• _WORK ITEM_: Every line of the data below that holds the string "printf" needs to be reported.
--- START ---
#![cfg(unix)]
#![forbid(unsafe_code)]

use kpipe_core::{Resource, ResultList};
use kpipe_fnruntime::{BufferReporter, ExecFn, ExecPolicy, FnExecutor, Function, FunctionRunner, Truncation};
use serde_json::json;
use tokio_util::sync::CancellationToken;

fn sh(script: &str) -> ExecFn {
    ExecFn::new("sh", ExecPolicy::default()).with_args(["-c".to_string(), script.to_string()])
}

fn deployment() -> Resource {
    let mut r = Resource::from_value(json!({
        "apiVersion": "apps/v1",
        "kind": "Deployment",
        "metadata": {"name": "web"},
        "spec": {"replicas": 3}
    }))
    .unwrap();
    r.set_file_annotations("deploy.yaml", 0);
    r
}

#[tokio::test]
async fn cat_round_trips_resources_and_provenance() {
    let out = sh("cat").execute(&[deployment()], None, &CancellationToken::new()).await.unwrap();
    assert_eq!(out.resources, vec![deployment()]);
    assert_eq!(out.resources[0].file_annotations().unwrap().path, "deploy.yaml");
    assert!(out.results.is_none());
}

#[tokio::test]
async fn function_config_reaches_the_process() {
    let cfg = Resource::from_value(json!({"apiVersion": "v1", "kind": "ConfigMap", "metadata": {"name": "function-input"}, "data": {"k": "v"}})).unwrap();
    let f = sh("grep -q 'functionConfig:' && printf 'apiVersion: config.kubernetes.io/v1\\nkind: ResourceList\\nitems: []\\n'");
    let out = f.execute(&[deployment()], Some(&cfg), &CancellationToken::new()).await.unwrap();
    assert!(out.resources.is_empty());
}

#[tokio::test]
async fn env_policy_is_applied() {
    let policy = ExecPolicy { env: vec!["KPIPE_FN_GREETING=hello".into()], ..Default::default() };
    let f = ExecFn::new("sh", policy).with_args([
        "-c".to_string(),
        "cat >/dev/null; test \"$KPIPE_FN_GREETING\" = hello || exit 9; printf 'apiVersion: config.kubernetes.io/v1\\nkind: ResourceList\\nitems: []\\n'".to_string(),
    ]);
    let out = f.execute(&[], None, &CancellationToken::new()).await;
    match out {
        Ok(out) => assert!(out.resources.is_empty()),
        Err(e) => panic!("{}", e.reason),
    }
}

#[tokio::test]
async fn runner_over_a_failing_executable() {
    let f = Function::exec("sh");
    let runner = FunctionRunner::new(
        &f,
        Box::new(sh("cat >/dev/null; echo 'replicas must be < 3' >&2; exit 1")),
        None,
        Truncation::default(),
    );
    let mut rep = BufferReporter::default();
    let mut ledger = ResultList::new();
    let err = runner.run(&[deployment()], &mut rep, &mut ledger, &CancellationToken::new()).await.unwrap_err();
    assert!(err.is_already_reported());
    assert_eq!(ledger.items()[0].exec_path, "sh");
    assert_eq!(ledger.items()[0].stderr, "replicas must be < 3\n");
    assert!(rep.err.contains("    \"replicas must be < 3\"\n  Exit code: 1\n"), "{}", rep.err);
}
--- END ---
• _EXERCISE RESPONSE_:
    let f = sh("grep -q 'functionConfig:' && printf 'apiVersion: config.kubernetes.io/v1\\nkind: ResourceList\\nitems: []\\n'");
        "cat >/dev/null; test \"$KPIPE_FN_GREETING\" = hello || exit 9; printf 'apiVersion: config.kubernetes.io/v1\\nkind: ResourceList\\nitems: []\\n'".to_string(),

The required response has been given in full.